Sliding Window Maximum (Hard) 滑动窗口最大值
题目大意:
给定一个数组,一个大小为k的滑动窗口从数组的最左端向最右端移动。你只可以看到窗口中的k个数字。每一次窗口向右边移动一步。
例如,给定数组nums = [1,3,-1,-3,5,3,6,7], k = 3
Window position Max
--------------- -----
[1 3 -1] -3 5 3 6 7 3
1 [3 -1 -3] 5 3 6 7 3
1 3 [-1 -3 5] 3 6 7 5
1 3 -1 [-3 5 3] 6 7 5
1 3 -1 -3 [5 3 6] 7 6
1 3 -1 -3 5 [3 6 7] 7
Therefore, return the max sliding window as [3,3,5,5,6,7].
Note: You may assume k is always valid, ie: 1 ≤ k ≤ input array's size for non-empty array.
解题思路:
对每一个索引i,只保留有可能在滑动窗口[i-(k-1),i]或任何其后面的滑动窗口成为最大值的元素。 这就是说:
- If an element in the deque and it is out of i-(k-1), we discard them. We just need to poll from the head, as we are using a deque and elements are ordered as the sequence in the array
- Now only those elements within [i-(k-1),i] are in the deque. We then discard elements smaller than a[i] from the tail. This is because if a[x] <a[i] and x<i, then a[x] has no chance to be the "max" in [i-(k-1),i], or any other subsequent window: a[i] would always be a better candidate.
- As a result elements in the deque are ordered in both sequence in array and their value.
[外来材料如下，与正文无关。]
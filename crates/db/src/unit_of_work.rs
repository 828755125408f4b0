//! Request-scoped unit of work over one pooled connection.
//!
//! Reads issued through [`UnitOfWork::movies`] see committed data only.
//! Inserts and updates are staged in memory and written together, inside a
//! single transaction, by [`UnitOfWork::commit`] or
//! [`UnitOfWork::commit_with_transaction`]. Dropping the unit of work returns
//! the connection to the pool and discards anything still staged.

use marquee_core::error::CoreError;
use sqlx::pool::PoolConnection;
use sqlx::{Connection, PgConnection, PgPool, Postgres};

use crate::error::classify_sqlx_error;
use crate::models::movie::{Movie, NewMovie};
use crate::repositories::movie_repo::{self, MovieRepo};
use crate::retry::{with_retry, RetryPolicy};

/// A staged write.
#[derive(Debug, Clone)]
pub enum PendingChange {
    Insert(NewMovie),
    Update(Movie),
}

/// Rows written by a successful commit, in staging order.
#[derive(Debug, Default)]
pub struct CommitOutcome {
    pub inserted: Vec<Movie>,
    pub updated: Vec<Movie>,
}

impl CommitOutcome {
    pub fn rows_written(&self) -> usize {
        self.inserted.len() + self.updated.len()
    }
}

pub struct UnitOfWork {
    conn: PoolConnection<Postgres>,
    pending: Vec<PendingChange>,
}

impl UnitOfWork {
    /// Acquire a connection from `pool`, retrying transient faults.
    pub async fn begin(pool: &PgPool, retry: &RetryPolicy) -> Result<Self, CoreError> {
        let conn = with_retry(retry, "acquire connection", || pool.acquire())
            .await
            .map_err(|e| classify_sqlx_error(&e, "open a database connection"))?;
        Ok(Self {
            conn,
            pending: Vec::new(),
        })
    }

    /// Movie repository bound to this scope. Every repository handed out by
    /// the same unit of work shares its pending-change set.
    pub fn movies(&mut self) -> MovieRepo<'_> {
        MovieRepo::new(self)
    }

    pub fn pending_len(&self) -> usize {
        self.pending.len()
    }

    /// Discard staged changes without writing anything.
    pub fn clear_context(&mut self) {
        if !self.pending.is_empty() {
            tracing::debug!(discarded = self.pending.len(), "Cleared unit of work");
        }
        self.pending.clear();
    }

    pub(crate) fn connection(&mut self) -> &mut PgConnection {
        &mut self.conn
    }

    pub(crate) fn stage(&mut self, change: PendingChange) {
        self.pending.push(change);
    }

    /// Write all staged changes in one transaction.
    ///
    /// On failure the transaction is rolled back when it is dropped and the
    /// staged changes are kept, so nothing is persisted.
    pub async fn commit(&mut self) -> Result<CommitOutcome, CoreError> {
        if self.pending.is_empty() {
            return Ok(CommitOutcome::default());
        }

        let mut tx = self
            .conn
            .begin()
            .await
            .map_err(|e| classify_sqlx_error(&e, "begin transaction"))?;
        let outcome = apply_changes(&mut tx, &self.pending)
            .await
            .map_err(|e| classify_sqlx_error(&e, "save movies"))?;
        tx.commit()
            .await
            .map_err(|e| classify_sqlx_error(&e, "commit transaction"))?;

        self.pending.clear();
        tracing::debug!(rows = outcome.rows_written(), "Committed unit of work");
        Ok(outcome)
    }

    /// Like [`commit`](Self::commit), but rolls back explicitly and logs on
    /// every failure path instead of relying on drop.
    pub async fn commit_with_transaction(&mut self) -> Result<CommitOutcome, CoreError> {
        if self.pending.is_empty() {
            return Ok(CommitOutcome::default());
        }

        let pending = self.pending.len();
        let mut tx = self
            .conn
            .begin()
            .await
            .map_err(|e| classify_sqlx_error(&e, "begin transaction"))?;

        let outcome = match apply_changes(&mut tx, &self.pending).await {
            Ok(outcome) => outcome,
            Err(err) => {
                if let Err(rollback_err) = tx.rollback().await {
                    tracing::error!(error = %rollback_err, "Rollback failed");
                }
                tracing::warn!(pending, error = %err, "Rolled back unit of work");
                return Err(classify_sqlx_error(&err, "save movies"));
            }
        };

        if let Err(err) = tx.commit().await {
            tracing::warn!(pending, error = %err, "Commit failed, transaction rolled back");
            return Err(classify_sqlx_error(&err, "commit transaction"));
        }

        self.pending.clear();
        tracing::debug!(rows = outcome.rows_written(), "Committed unit of work");
        Ok(outcome)
    }
}

impl Drop for UnitOfWork {
    fn drop(&mut self) {
        if !self.pending.is_empty() {
            tracing::debug!(
                discarded = self.pending.len(),
                "Unit of work dropped with uncommitted changes"
            );
        }
    }
}

async fn apply_changes(
    conn: &mut PgConnection,
    changes: &[PendingChange],
) -> Result<CommitOutcome, sqlx::Error> {
    let mut outcome = CommitOutcome::default();
    for change in changes {
        match change {
            PendingChange::Insert(movie) => {
                outcome
                    .inserted
                    .push(movie_repo::insert_row(&mut *conn, movie).await?);
            }
            PendingChange::Update(movie) => {
                outcome
                    .updated
                    .push(movie_repo::update_row(&mut *conn, movie).await?);
            }
        }
    }
    Ok(outcome)
}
At each step the head of the deque is the max element in [i-(k-1),i]
Java代码:
public int[] maxSlidingWindow(int[] a, int k) {
if (a == null || k <= 0) {
return new int[0];
}
int n = a.length;
int[] r = new int[n-k+1];
int ri = 0;
// store index
Deque<Integer> q = new ArrayDeque<>();
for (int i = 0; i < a.length; i++) {
// remove numbers out of range k
while (!q.isEmpty() && q.peek() < i - k + 1) {
q.poll();
}
// remove smaller numbers in k range as they are useless
while (!q.isEmpty() && a[q.peekLast()] < a[i]) {
q.pollLast();
}
// q contains index... r contains content
q.offer(i);
if (i >= k - 1) {
r[ri++] = a[q.peek()];
}
}
return r;
}